The Executive Board of the International Monetary Fund (IMF) has approved the immediate disbursement of Kes. 29.2 billion to Kenya under the Extended Credit Facility (ECF), in a move meant to support Kenya’s program to address debt vulnerabilities and their response to the COVID-19 pandemic and at enhancing governance.
On Friday, the board, following a consultative meeting agreed on the disbursement of the money, bringing the total amount disbursed to the country for budget support to Kes. 100 billion.
“The Executive Board completed the 2021 Article IV Consultation and the Second reviews of the 38-month Extended Arrangement under the Extended Fund Facility (EFF) and 38-month arrangement under Extended Credit Facility (ECF) for Kenya. The board has agreed to the immediate disbursement of USD258.1mn (Sh.29.2Bn) to Kenya,” IMF said in a statement.
The Fund had approved a USD2.34bn (Sh266bn) aid package for Kenya in April 2021 to be disbursed over 38 months, under the Extended Credit Facility and the Extended Fund Facility.
Deputy Managing Director and Acting Chairperson of the Executive Board, Antoinette Sayeh, said Kenya had shown remarkable resilience to the COVID shock in 2020 and is staging an economic recovery.
She noted that growth is now estimated to accelerate to 5.9 per cent in 2021 and that the country’s COVID-19 vaccination program has picked up speed in the second half of 2021.
“The political calendar is also a source of uncertainty,” she said.
Sayeh said the board believed that the additional support would further aid in making advances to the country’s structural reform and anti-corruption agencies.

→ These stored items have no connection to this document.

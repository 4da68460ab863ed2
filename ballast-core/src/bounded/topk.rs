//! Bounded top-K max-heap, keyed by distance.
//!
//! A plain max-heap bounded to `k` entries, with the worst entry evicted
//! whenever a strictly better candidate arrives.

use std::cmp::Ordering;
use std::collections::BinaryHeap;

use crate::vector_id::VectorId;

#[derive(Debug, Clone, Copy, PartialEq)]
struct ScoredId {
    id: VectorId,
    distance: f32,
}

impl Eq for ScoredId {}

impl Ord for ScoredId {
    fn cmp(&self, other: &Self) -> Ordering {
        // Trusts finite distances; NaN inputs would violate the ordering invariant.
        self.distance
            .partial_cmp(&other.distance)
            .unwrap_or(Ordering::Equal)
            .then_with(|| self.id.cmp(&other.id))
    }
}

impl PartialOrd for ScoredId {
    fn partial_cmp(&self, other: &Self) -> Option<Ordering> {
        Some(self.cmp(other))
    }
}

/// Bounded max-heap retaining the `k` closest `(VectorId, distance)` pairs
/// seen so far.
#[derive(Debug, Clone)]
pub struct TopK {
    capacity: usize,
    heap: BinaryHeap<ScoredId>,
}

impl TopK {
    /// Creates an empty top-K collector with the given capacity.
    #[must_use]
    pub fn new(capacity: usize) -> Self {
        Self {
            capacity,
            heap: BinaryHeap::with_capacity(capacity),
        }
    }

    /// Offers a candidate. Returns `true` if it was kept (either because the
    /// heap had room, or because it displaced the current worst entry).
    pub fn add(&mut self, id: VectorId, distance: f32) -> bool {
        if self.heap.len() < self.capacity {
            self.heap.push(ScoredId { id, distance });
            return true;
        }

        let Some(mut worst) = self.heap.peek_mut() else {
            return false;
        };
        if distance < worst.distance {
            *worst = ScoredId { id, distance };
            true
        } else {
            false
        }
    }

    /// True once the heap holds `capacity` entries.
    #[must_use]
    pub fn has_worst(&self) -> bool {
        self.heap.len() >= self.capacity
    }

    /// Distance of the current worst (farthest) retained entry.
    ///
    /// Callers must check [`TopK::has_worst`] first; calling this before the
    /// heap is full is a caller bug.
    #[must_use]
    pub fn worst_distance(&self) -> f32 {
        debug_assert!(self.has_worst(), "worst_distance called on a non-full TopK");
        self.heap.peek().map_or(f32::INFINITY, |s| s.distance)
    }

    /// Number of entries currently retained.
    #[must_use]
    pub fn len(&self) -> usize {
        self.heap.len()
    }

    /// True if no candidates have been offered yet.
    #[must_use]
    pub fn is_empty(&self) -> bool {
        self.heap.is_empty()
    }

    /// Drains the heap into an ascending-by-distance vector, breaking ties by
    /// ascending vector id.
    #[must_use]
    pub fn into_sorted_vec(self) -> Vec<(VectorId, f32)> {
        let mut items: Vec<ScoredId> = self.heap.into_vec();
        items.sort();
        items.into_iter().map(|s| (s.id, s.distance)).collect()
    }
}
//! IHCI Tree — an incremental hierarchical clustering index.
//!
//! A dynamic ball-tree: routing nodes fan out to children bounded by
//! `routing_max_children`, leaves hold up to `leaf_capacity` vectors directly.
//! Every node carries a sphere bound `(center, radius)`; queries prune
//! subtrees whose sphere cannot contain anything closer than the current
//! worst retained candidate. A neighbor graph between leaves lets queries
//! hop sideways to nearby leaves the routing descent itself would have
//! missed. Structural changes (splits) are immediate; center/radius upkeep
//! is lazy, queued and drained either explicitly or amortized during insert.
//!
//! The tree holds no [`VectorStore`] of its own: every operation that needs
//! to read a vector's contents takes the store as an argument, so the same
//! store can be mutated (via [`VectorStore::append`]) and read by several
//! indices without the indices ever holding a long-lived borrow of it.

mod config;
mod insert;
mod node;
mod query;
mod repair;
mod split;

pub use config::IhciConfig;
pub use node::NodeHandle;

use std::collections::VecDeque;

use node::{Arena, IhciNode};
#[cfg(test)]
use node::NodeKind;

use crate::metric::Metric;
use crate::store::VectorStore;

/// An incremental hierarchical clustering index over dense float vectors.
///
/// Does not own a [`VectorStore`]; every method that needs to read a
/// vector's contents takes `store: &VectorStore` as an argument. This lets
/// the same store back an [`IhciTree`] and a [`super::BlastIndex`] (or
/// several trees) over one shared id space, with the caller free to keep
/// appending to the store between calls.
#[derive(Debug)]
pub struct IhciTree {
    pub(crate) dimensions: usize,
    pub(crate) metric: Metric,
    pub(crate) config: IhciConfig,
    pub(crate) arena: Arena,
    pub(crate) root: NodeHandle,
    pub(crate) repair_queue: VecDeque<NodeHandle>,
    pub(crate) inserts_since_repair: usize,
    pub(crate) len: usize,
}

impl IhciTree {
    /// Creates an empty tree for vectors of the given dimension.
    ///
    /// `dimensions` should match the [`VectorStore`] that will be passed to
    /// [`IhciTree::insert`] and [`IhciTree::query`].
    #[must_use]
    pub fn new(dimensions: usize, metric: Metric, config: IhciConfig) -> Self {
        let mut arena = Arena::new();
        let root = arena.push(IhciNode::new_leaf(None, 0));
        Self {
            dimensions,
            metric,
            config,
            arena,
            root,
            repair_queue: VecDeque::new(),
            inserts_since_repair: 0,
            len: 0,
        }
    }

    /// Number of vectors inserted into this tree.
    #[must_use]
    pub fn len(&self) -> usize {
        self.len
    }

    /// True if the tree holds no vectors.
    #[must_use]
    pub fn is_empty(&self) -> bool {
        self.len == 0
    }

    /// Dimension every vector in this tree shares.
    #[must_use]
    pub fn dimensions(&self) -> usize {
        self.dimensions
    }

    /// Number of arena slots allocated so far (nodes are never freed, so this
    /// only ever grows).
    #[must_use]
    pub fn node_count(&self) -> usize {
        self.arena.len()
    }

    /// Number of nodes currently queued for lazy repair.
    #[must_use]
    pub fn pending_repairs(&self) -> usize {
        self.repair_queue.len()
    }

    fn metric_distance(&self, a: &[f32], b: &[f32]) -> f32 {
        // Dimensions are guaranteed to match within a single tree, so this
        // cannot fail; callers at the public boundary use `self.metric.distance`
        // directly when the input is caller-supplied.
        self.metric
            .distance(a, b)
            .expect("internal distance call with mismatched dimensions")
    }

    fn euclidean_distance(&self, a: &[f32], b: &[f32]) -> f32 {
        match self.metric {
            Metric::SquaredEuclidean => self.metric_distance(a, b).sqrt(),
            Metric::Cosine => self.metric_distance(a, b),
        }
    }
}

#[cfg(test)]
mod tests {
    use proptest::prelude::*;

    use super::*;
    use crate::error::BallastError;
    use crate::vector_id::VectorId;

    fn check_node_invariants(
        tree: &IhciTree,
        store: &VectorStore,
        handle: NodeHandle,
        parent: Option<NodeHandle>,
        index_in_parent: usize,
    ) {
        let node = tree.arena.get(handle);
        assert_eq!(node.parent, parent, "parent pointer mismatch");
        assert_eq!(node.index_in_parent, index_in_parent, "index_in_parent mismatch");

        match &node.kind {
            NodeKind::Leaf { vectors, neighbors, neighbor_distances, disposed } => {
                if *disposed {
                    return;
                }
                assert_eq!(node.desc_count, vectors.len());
                assert!(neighbors.len() <= tree.config.leaf_neighbor_count);
                assert_eq!(neighbors.len(), neighbor_distances.len());
                assert!(neighbor_distances.windows(2).all(|w| w[0] <= w[1] + 1e-4));
                if !node.center.is_empty() {
                    for &id in vectors {
                        let v = store.get(id).unwrap().to_vec();
                        let d = tree.euclidean_distance(&node.center, &v);
                        assert!(d <= node.radius + 1e-3, "vector outside sphere: {d} > {}", node.radius);
                    }
                }
            }
            NodeKind::Routing { children } => {
                let sum: usize = children.iter().map(|&h| tree.arena.get(h).desc_count).sum();
                assert_eq!(node.desc_count, sum);
                for (i, &child) in children.iter().enumerate() {
                    check_node_invariants(tree, store, child, Some(handle), i);
                }
            }
        }
    }

    proptest! {
        #[test]
        fn structural_invariants_hold_after_random_inserts(
            vectors in prop::collection::vec(prop::collection::vec(-10.0f32..10.0, 4), 1..40)
        ) {
            let config = IhciConfig {
                leaf_capacity: 3,
                routing_max_children: 3,
                leaf_neighbor_count: 2,
                repair_every_inserts: 1,
                repair_queue_high_watermark: 4,
            };
            let mut store = VectorStore::new(4).unwrap();
            let mut tree = IhciTree::new(4, Metric::SquaredEuclidean, config);
            for v in &vectors {
                let id = store.append(v).unwrap();
                tree.insert(&store, id).unwrap();
            }
            tree.repair_all(&store);

            check_node_invariants(&tree, &store, tree.root, None, 0);
        }
    }

    fn unit_basis_tree() -> (VectorStore, IhciConfig, Vec<VectorId>) {
        let config = IhciConfig {
            leaf_capacity: 4,
            routing_max_children: 4,
            leaf_neighbor_count: 2,
            repair_every_inserts: 1,
            repair_queue_high_watermark: 4,
        };
        let mut store = VectorStore::new(4).unwrap();

        let e1 = [1.0, 0.0, 0.0, 0.0];
        let e2 = [0.0, 1.0, 0.0, 0.0];
        let e3 = [0.0, 0.0, 1.0, 0.0];
        let e4 = [0.0, 0.0, 0.0, 1.0];

        let add = |v: &[f32; 4], u: &[f32; 4]| -> Vec<f32> {
            (0..4).map(|i| v[i] + u[i]).collect()
        };

        let vectors: Vec<Vec<f32>> = vec![
            e1.to_vec(),
            e2.to_vec(),
            e3.to_vec(),
            e4.to_vec(),
            add(&e1, &e2),
            add(&e1, &e3),
            add(&e1, &e4),
            add(&e2, &e3),
            add(&e2, &e4),
            add(&e3, &e4),
        ];

        let ids: Vec<VectorId> = vectors.iter().map(|v| store.append(v).unwrap()).collect();
        (store, config, ids)
    }

    #[test]
    fn scenario_unit_basis_4d_l2() {
        let (store, config, ids) = unit_basis_tree();
        let mut tree = IhciTree::new(4, Metric::SquaredEuclidean, config);
        for &id in &ids {
            tree.insert(&store, id).unwrap();
        }
        tree.repair_all(&store);

        let results = tree.query(&store, &[1.0, 0.0, 0.0, 0.0], 3, 2).unwrap();
        assert_eq!(results.len(), 3);
        assert_eq!(results[0].1, 0.0);
        for (_, dist) in &results[1..] {
            assert!((*dist - 1.0).abs() < 1e-5);
        }
    }

    #[test]
    fn scenario_self_match_sanity_500_random_8d() {
        use rand::rngs::StdRng;
        use rand::{Rng, SeedableRng};

        let mut rng = StdRng::seed_from_u64(500);
        let mut store = VectorStore::new(8).unwrap();
        let mut tree = IhciTree::new(8, Metric::SquaredEuclidean, IhciConfig::default());

        let mut last_id = VectorId::INVALID;
        for _ in 0..500 {
            let v: Vec<f32> = (0..8).map(|_| rng.random_range(-1.0..1.0)).collect();
            last_id = store.append(&v).unwrap();
            tree.insert(&store, last_id).unwrap();
        }
        tree.repair_all(&store);

        let query_vec = store.get(last_id).unwrap().to_vec();
        let results = tree.query(&store, &query_vec, 1, 2).unwrap();
        assert_eq!(results.len(), 1);
        assert_eq!(results[0].0, last_id);
        assert!(results[0].1 < 1e-6);
    }

    #[test]
    fn boundary_k_one_on_singleton() {
        let mut store = VectorStore::new(2).unwrap();
        let mut tree = IhciTree::new(2, Metric::SquaredEuclidean, IhciConfig::default());
        let id = store.append(&[1.0, 2.0]).unwrap();
        tree.insert(&store, id).unwrap();
        let results = tree.query(&store, &[1.0, 2.0], 1, 2).unwrap();
        assert_eq!(results, vec![(id, 0.0)]);
    }

    #[test]
    fn insert_rejects_invalid_id() {
        let store = VectorStore::new(3).unwrap();
        let mut tree = IhciTree::new(3, Metric::SquaredEuclidean, IhciConfig::default());
        let err = tree.insert(&store, VectorId::INVALID).unwrap_err();
        assert!(matches!(err, BallastError::InvalidId { .. }));
    }

    #[test]
    fn query_rejects_dimension_mismatch() {
        let mut store = VectorStore::new(3).unwrap();
        let mut tree = IhciTree::new(3, Metric::SquaredEuclidean, IhciConfig::default());
        let id = store.append(&[0.0, 0.0, 0.0]).unwrap();
        tree.insert(&store, id).unwrap();
        let err = tree.query(&store, &[0.0, 0.0], 1, 2).unwrap_err();
        assert!(matches!(err, BallastError::DimensionMismatch { .. }));
    }

    #[test]
    fn query_rejects_zero_k() {
        let mut store = VectorStore::new(3).unwrap();
        let mut tree = IhciTree::new(3, Metric::SquaredEuclidean, IhciConfig::default());
        let id = store.append(&[0.0, 0.0, 0.0]).unwrap();
        tree.insert(&store, id).unwrap();
        let err = tree.query(&store, &[0.0, 0.0, 0.0], 0, 2).unwrap_err();
        assert!(matches!(err, BallastError::InvalidArgument { .. }));
    }

    #[test]
    fn repeated_splits_preserve_query_correctness() {
        let config = IhciConfig {
            leaf_capacity: 2,
            routing_max_children: 2,
            leaf_neighbor_count: 2,
            repair_every_inserts: 1,
            repair_queue_high_watermark: 4,
        };
        let mut store = VectorStore::new(8).unwrap();
        let mut tree = IhciTree::new(8, Metric::SquaredEuclidean, config);

        use rand::rngs::StdRng;
        use rand::{Rng, SeedableRng};
        let mut rng = StdRng::seed_from_u64(7);

        let vectors: Vec<Vec<f32>> = (0..25)
            .map(|_| (0..8).map(|_| rng.random_range(-1.0..1.0)).collect())
            .collect();
        let ids: Vec<VectorId> = vectors
            .iter()
            .map(|v| {
                let id = store.append(v).unwrap();
                tree.insert(&store, id).unwrap();
                id
            })
            .collect();
        tree.repair_all(&store);

        assert!(tree.node_count() > 1);

        let mut hits = 0;
        for (v, id) in vectors.iter().zip(ids.iter()) {
            let results = tree.query(&store, v, 1, 4).unwrap();
            if results.first().map(|(rid, _)| rid) == Some(id) {
                hits += 1;
            }
        }
        let recall = hits as f64 / vectors.len() as f64;
        assert!(recall >= 0.5, "recall too low: {recall}");
    }
}
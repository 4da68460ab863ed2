//! Arena-allocated, tagged-union nodes for the BLAST index.
//!
//! Mirrors the IHCI arena's discipline: nodes address each other through
//! [`NodeHandle`] indices into a flat, append-only [`Arena`], never by
//! pointer, and a slot once allocated is never freed or reused.

use crate::vector_id::VectorId;

/// Index into an [`Arena`]. Stable for the lifetime of the index.
#[derive(Debug, Clone, Copy, PartialEq, Eq, Hash)]
pub struct NodeHandle(pub(crate) usize);

/// Variant-specific node data.
#[derive(Debug, Clone)]
pub enum NodeKind {
    /// A single stored vector.
    Vector {
        /// The vector this node represents.
        vector_id: VectorId,
        /// Bounded neighbor-edge list, ascending by distance.
        outgoing_neighbors: Vec<NodeHandle>,
        /// Distances parallel to `outgoing_neighbors`.
        outgoing_distances: Vec<f32>,
        /// Unbounded back-references: nodes that hold an outgoing edge to
        /// this one.
        incoming_neighbors: Vec<NodeHandle>,
    },
    /// A bucket of children, either vectors or sibling buckets produced by a
    /// prior BLAST reorganization.
    Bucket {
        /// Sample vector used as the bucket's distance proxy during routing.
        /// `None` only for an empty bucket.
        representative: Option<VectorId>,
        /// Child node handles, in no particular order.
        children: Vec<NodeHandle>,
        /// Bounded neighbor-edge list, ascending by distance.
        outgoing_neighbors: Vec<NodeHandle>,
        /// Distances parallel to `outgoing_neighbors`.
        outgoing_distances: Vec<f32>,
        /// Unbounded back-references: nodes that hold an outgoing edge to
        /// this one.
        incoming_neighbors: Vec<NodeHandle>,
    },
}

/// A single BLAST node: fields common to vectors and buckets, plus the
/// variant-specific payload in `kind`.
#[derive(Debug, Clone)]
pub struct BlastNode {
    /// Owning bucket, or `None` for the root.
    pub parent: Option<NodeHandle>,
    /// This node's index in `parent`'s children list.
    pub index_in_parent: usize,
    /// Saturating insert/visit counter driving BLAST epicenter selection.
    pub heat: u32,
    /// Variant-specific payload.
    pub kind: NodeKind,
}

impl BlastNode {
    pub(crate) fn new_bucket(parent: Option<NodeHandle>, index_in_parent: usize) -> Self {
        Self {
            parent,
            index_in_parent,
            heat: 0,
            kind: NodeKind::Bucket {
                representative: None,
                children: Vec::new(),
                outgoing_neighbors: Vec::new(),
                outgoing_distances: Vec::new(),
                incoming_neighbors: Vec::new(),
            },
        }
    }

    pub(crate) fn new_vector(
        parent: Option<NodeHandle>,
        index_in_parent: usize,
        vector_id: VectorId,
    ) -> Self {
        Self {
            parent,
            index_in_parent,
            heat: 0,
            kind: NodeKind::Vector {
                vector_id,
                outgoing_neighbors: Vec::new(),
                outgoing_distances: Vec::new(),
                incoming_neighbors: Vec::new(),
            },
        }
    }

    pub(crate) fn is_bucket(&self) -> bool {
        matches!(self.kind, NodeKind::Bucket { .. })
    }
}

/// Slab arena for [`BlastNode`]s. Append-only, matching the IHCI arena.
#[derive(Debug, Clone, Default)]
pub struct Arena {
    nodes: Vec<BlastNode>,
}

impl Arena {
    pub(crate) fn new() -> Self {
        Self { nodes: Vec::new() }
    }

    pub(crate) fn push(&mut self, node: BlastNode) -> NodeHandle {
        let handle = NodeHandle(self.nodes.len());
        self.nodes.push(node);
        handle
    }

    pub(crate) fn get(&self, handle: NodeHandle) -> &BlastNode {
        &self.nodes[handle.0]
    }

    pub(crate) fn get_mut(&mut self, handle: NodeHandle) -> &mut BlastNode {
        &mut self.nodes[handle.0]
    }

    pub(crate) fn len(&self) -> usize {
        self.nodes.len()
    }
}

#[cfg(test)]
mod tests {
    use super::*;

    #[test]
    fn arena_handles_are_stable_across_pushes() {
        let mut arena = Arena::new();
        let a = arena.push(BlastNode::new_bucket(None, 0));
        let b = arena.push(BlastNode::new_vector(Some(a), 0, VectorId::new(0)));
        assert!(arena.get(a).is_bucket());
        assert!(!arena.get(b).is_bucket());
    }
}
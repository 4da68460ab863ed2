//! Ballast - embeddable approximate-nearest-neighbor vector index
//!
//! Ballast indexes dense float vectors in memory and answers top-K nearest
//! neighbor queries, in two interchangeable flavors built over the same
//! distance kernels and vector store:
//!
//! - [`IhciTree`] — an incremental hierarchical clustering index: a dynamic
//!   ball-tree with sphere-bound pruning and a leaf-to-leaf neighbor graph
//!   for sideways hops the routing descent alone would miss.
//! - [`BlastIndex`] — a graph-first hierarchical index: vectors attach to
//!   buckets chosen by priority-ordered graph descent, and the only
//!   structural mutation is a bucket-overflow reorganization ("BLAST") that
//!   carves a sibling bucket out of a hot, drifting subset of children.
//!
//! # Features
//!
//! - SIMD-accelerated squared-Euclidean and cosine distance kernels, with a
//!   scalar fallback
//! - Arena-allocated nodes addressed by handle, never by pointer
//! - Deterministic construction (farthest-pair heuristics; no randomness
//!   inside the index itself)
//! - Lazy, amortized bounds repair for the IHCI tree
//!
//! # Example
//!
//! The vector store is owned by the caller and borrowed into each index
//! operation, so one store can back several indices over the same id space:
//!
//! ```no_run
//! use ballast_core::{IhciConfig, IhciTree, Metric, VectorStore};
//!
//! # fn main() -> anyhow::Result<()> {
//! let mut store = VectorStore::new(128)?;
//! let mut tree = IhciTree::new(128, Metric::SquaredEuclidean, IhciConfig::default());
//!
//! let embedding = vec![0.1; 128];
//! let id = store.append(&embedding)?;
//! tree.insert(&store, id)?;
//!
//! let results = tree.query(&store, &embedding, 10, 4)?;
//! assert_eq!(results[0].0, id);
//! # Ok(())
//! # }
//! ```
//!
//! # Design Philosophy
//!
//! Ballast is an in-memory index, not a storage engine. It does not aim to
//! be:
//! - A persistence layer (no on-disk format, no durability guarantees)
//! - A distributed or replicated system
//! - A full query engine with filtering/scoring DSLs
//! - A network service
//!
//! These concerns are left to the application layer embedding it.

mod blast;
mod bounded;
mod error;
mod ihci;
mod metric;
mod store;
mod vector_id;

pub use blast::{BlastConfig, BlastIndex, TraceEvent, TraceReason};
pub use error::BallastError;
pub use ihci::{IhciConfig, IhciTree};
pub use metric::Metric;
pub use store::VectorStore;
pub use vector_id::VectorId;

/// Raw distance kernels and the bounded-collection primitives, exposed only
/// under the `internals` feature for benchmarking — ordinary callers go
/// through [`Metric::distance`], [`IhciTree`], or [`BlastIndex`] instead.
#[cfg(feature = "internals")]
pub use bounded::{bounded_sorted_insert, TopK};
#[cfg(feature = "internals")]
pub use metric::{cosine_distance, dot, norm, normalize, squared_l2, squared_l2_scalar, subtract_scaled};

She further noted that the funding is expected to strengthen domestic revenue mobilization and expand the country’s ongoing COVID-19 vaccination drive.
“The authorities should continue executing their multi-year fiscal consolidation plan to reduce debt vulnerabilities. Some additional fiscal space is needed in FY21/22 for emergency spending to face the drought in the north and emerging security needs; the planned supplementary budget should also provide resources for expanding COVID-19 vaccinations and SOEs support, in line with program design. Strengthening domestic revenue mobilization, maintaining expenditure control while protecting priority social spending and improving spending efficiency will remain essential. Bold political commitment by all levels of government is needed to ensure the FY22/23 budget is aligned with the authorities’ program.
“Proactive efforts to address fiscal risks from state-owned enterprises (SOEs) should continue. Financial support to SOEs will require difficult tradeoffs and adequate safeguards given Kenya’s limited fiscal space and the need to maintain debt sustainability.
“Further strengthening fiscal transparency and governance requires more proactive efforts. The authorities should address legal impediments to begin publishing beneficial ownership information for awarded public tenders in early 2022, proceed with planned audits of COVID-19 spending, and promptly act to follow up on previous audits.
IMF on CBK Policies
“Well-calibrated Central Bank of Kenya policies have supported economic resilience and the banking sector. The stance of monetary policy should remain accommodative as long as inflation expectations remain well-anchored.
“The program is subject to increasing global and domestic risks, including from the pandemic, tightening global financing conditions, and potential pressures from the upcoming political calendar. Kenya’s medium-term prospects remain positive, and the authorities’ continued commitment to their economic program is essential to maintain macroeconomic balance while ensuring a more sustainable, greener, and inclusive growth.”